Step One: Understanding The Benefits Of Custom Orthotics

   Stop thinking in terms of generic custom orthoses and embrace the concept of pathology specific orthoses. Selecting custom orthoses with disregard for the particular pathology or foot type of the patient is as effective as selecting an antibiotic without regard to the pathogen or the physiologic condition of the patient.

   A review of the literature has shown that altering the position of the foot may contribute to improved function of some feet. Published research has described how an orthotic designed to invert the calcaneus can significantly reduce the pressure on the posterior tibial nerve in tarsal tunnel syndrome.1 In comparison to performing a varus correction on the rearfoot, placing a greater valgus correction on the forefoot portion of the orthoses dramatically reduces pull or strain on the plantar fascia.2 A particular design of custom foot orthoses can reduce foot pain by 20 percent and foot disability by 30 percent in patients with rheumatoid arthritis.3 Repositioning the first ray via casting method and certain forefoot extensions can improve the range of hallux dorsiflexion in functional hallux limitus.4

   Knowing about the new concepts and still prescribing the same custom orthoses regardless of pathology does not provide patients with quality care and optimum clinical outcomes. The goal of pathology specific orthotic therapy is understanding what foot dysfunction caused the symptoms and focusing on a device design that works to reverse the dysfunction. Spending a few moments reading this article, attending seminars or conferences that present this information or investigating pathology specific orthoses on the Internet can dramatically improve the orthotic therapy segment of a clinical practice.

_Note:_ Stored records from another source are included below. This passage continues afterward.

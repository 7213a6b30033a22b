//! Requests as the routing layer sees them.
//!
//! A [`WorkerRequest`] carries the dimensions route matching cares about
//! (URL, method, the kind of resource being loaded, the request mode)
//! plus the body and the end-to-end headers, so a request that matches no
//! route can still be forwarded upstream the way the client sent it.

use std::fmt;

use bytes::Bytes;
use url::Url;

/// What kind of resource a request is loading, mirroring the
/// `Sec-Fetch-Dest` vocabulary for the destinations routes match on.
#[derive(Debug, Clone, Copy, PartialEq, Eq)]
pub enum Destination {
    Document,
    Style,
    Script,
    Image,
    Font,
    Other,
}

impl Destination {
    /// Parse a `Sec-Fetch-Dest` value; unknown destinations fold to `Other`.
    pub fn parse(value: &str) -> Self {
        match value {
            "document" => Self::Document,
            "style" => Self::Style,
            "script" => Self::Script,
            "image" => Self::Image,
            "font" => Self::Font,
            _ => Self::Other,
        }
    }

    pub fn as_str(&self) -> &'static str {
        match self {
            Self::Document => "document",
            Self::Style => "style",
            Self::Script => "script",
            Self::Image => "image",
            Self::Font => "font",
            Self::Other => "other",
        }
    }
}

impl fmt::Display for Destination {
    fn fmt(&self, f: &mut fmt::Formatter<'_>) -> fmt::Result {
        f.write_str(self.as_str())
    }
}

/// Request mode, mirroring `Sec-Fetch-Mode`.
///
/// `Navigate` drives the page route; `NoCors` against a foreign origin is
/// what produces opaque responses.
#[derive(Debug, Clone, Copy, PartialEq, Eq)]
pub enum RequestMode {
    Navigate,
    SameOrigin,
    NoCors,
    Cors,
}

impl RequestMode {
    /// Parse a `Sec-Fetch-Mode` value; unknown modes fold to `Cors`.
    pub fn parse(value: &str) -> Self {
        match value {
            "navigate" => Self::Navigate,
            "same-origin" => Self::SameOrigin,
            "no-cors" => Self::NoCors,
            _ => Self::Cors,
        }
    }

    pub fn as_str(&self) -> &'static str {
        match self {
            Self::Navigate => "navigate",
            Self::SameOrigin => "same-origin",
            Self::NoCors => "no-cors",
            Self::Cors => "cors",
        }
    }
}

impl fmt::Display for RequestMode {
    fn fmt(&self, f: &mut fmt::Formatter<'_>) -> fmt::Result {
        f.write_str(self.as_str())
    }
}

/// A request flowing through the route table.
#[derive(Debug, Clone)]
pub struct WorkerRequest {
    pub url: Url,
    pub method: String,
    pub destination: Destination,
    pub mode: RequestMode,
    pub headers: Vec<(String, String)>,
    pub body: Bytes,
}

impl WorkerRequest {
    /// A plain GET subresource request.
    pub fn get(url: Url) -> Self {
        Self {
            url,
            method: "GET".to_string(),
            destination: Destination::Other,
            mode: RequestMode::Cors,
            headers: Vec::new(),
            body: Bytes::new(),
        }
    }

    /// A top-level page navigation.
    pub fn navigation(url: Url) -> Self {
        Self::get(url).with_destination(Destination::Document).with_mode(RequestMode::Navigate)
    }

    pub fn with_method(mut self, method: impl Into<String>) -> Self {
        self.method = method.into();
        self
    }

    pub fn with_destination(mut self, destination: Destination) -> Self {
        self.destination = destination;
        self
    }

    pub fn with_mode(mut self, mode: RequestMode) -> Self {
        self.mode = mode;
        self
    }

    pub fn with_headers(mut self, headers: Vec<(String, String)>) -> Self {
        self.headers = headers;
        self
    }

    pub fn with_body(mut self, body: Bytes) -> Self {
        self.body = body;
        self
    }

    /// Case-insensitive lookup of a carried header.
    pub fn header(&self, name: &str) -> Option<&str> {
        self.headers.iter().find(|(key, _)| key.eq_ignore_ascii_case(name)).map(|(_, value)| value.as_str())
    }

    pub fn is_get(&self) -> bool {
        self.method.eq_ignore_ascii_case("GET")
    }

    pub fn is_navigation(&self) -> bool {
        self.mode == RequestMode::Navigate
    }

    /// Whether the request targets the given origin (scheme, host, port).
    pub fn same_origin_as(&self, origin: &Url) -> bool {
        self.url.origin() == origin.origin()
    }

    pub fn host(&self) -> Option<&str> {
        self.url.host_str()
    }
}

#[cfg(test)]
mod tests {
    use super::*;

    #[test]
    fn test_destination_parsing() {
        assert_eq!(Destination::parse("style"), Destination::Style);
        assert_eq!(Destination::parse("font"), Destination::Font);
        assert_eq!(Destination::parse("audioworklet"), Destination::Other);
    }

    #[test]
    fn test_mode_parsing() {
        assert_eq!(RequestMode::parse("navigate"), RequestMode::Navigate);
        assert_eq!(RequestMode::parse("no-cors"), RequestMode::NoCors);
        assert_eq!(RequestMode::parse("websocket"), RequestMode::Cors);
    }

    #[test]
    fn test_navigation_constructor() {
        let request = WorkerRequest::navigation(Url::parse("http://localhost:8080/posts/hello").unwrap());
        assert!(request.is_get());
        assert!(request.is_navigation());
        assert_eq!(request.destination, Destination::Document);
    }

    #[test]
    fn test_header_lookup_is_case_insensitive() {
        let request = WorkerRequest::get(Url::parse("http://localhost:8080/posts/one.md").unwrap())
            .with_headers(vec![("If-None-Match".to_string(), "\"abc\"".to_string())]);
        assert_eq!(request.header("if-none-match"), Some("\"abc\""));
        assert_eq!(request.header("range"), None);
    }

    #[test]
    fn test_same_origin_check() {
        let origin = Url::parse("http://localhost:8080").unwrap();
        let same = WorkerRequest::get(Url::parse("http://localhost:8080/app.css").unwrap());
        let other = WorkerRequest::get(Url::parse("https://fonts.gstatic.com/s/inter.woff2").unwrap());
        assert!(same.same_origin_as(&origin));
        assert!(!other.same_origin_as(&origin));
    }
}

Step Two: How To Select Appropriate Orthotic Materials

   Select material and flexibility for the shell of the device that meets the needs of the patient’s foot type and pathology. The two most common materials used in the United States and Canada are polypropylene and graphite composite. The comparative value of these materials is not as important as the concept that each material has several thicknesses or flexibility, and each flexibility is specific to the needs of different foot types and pathology.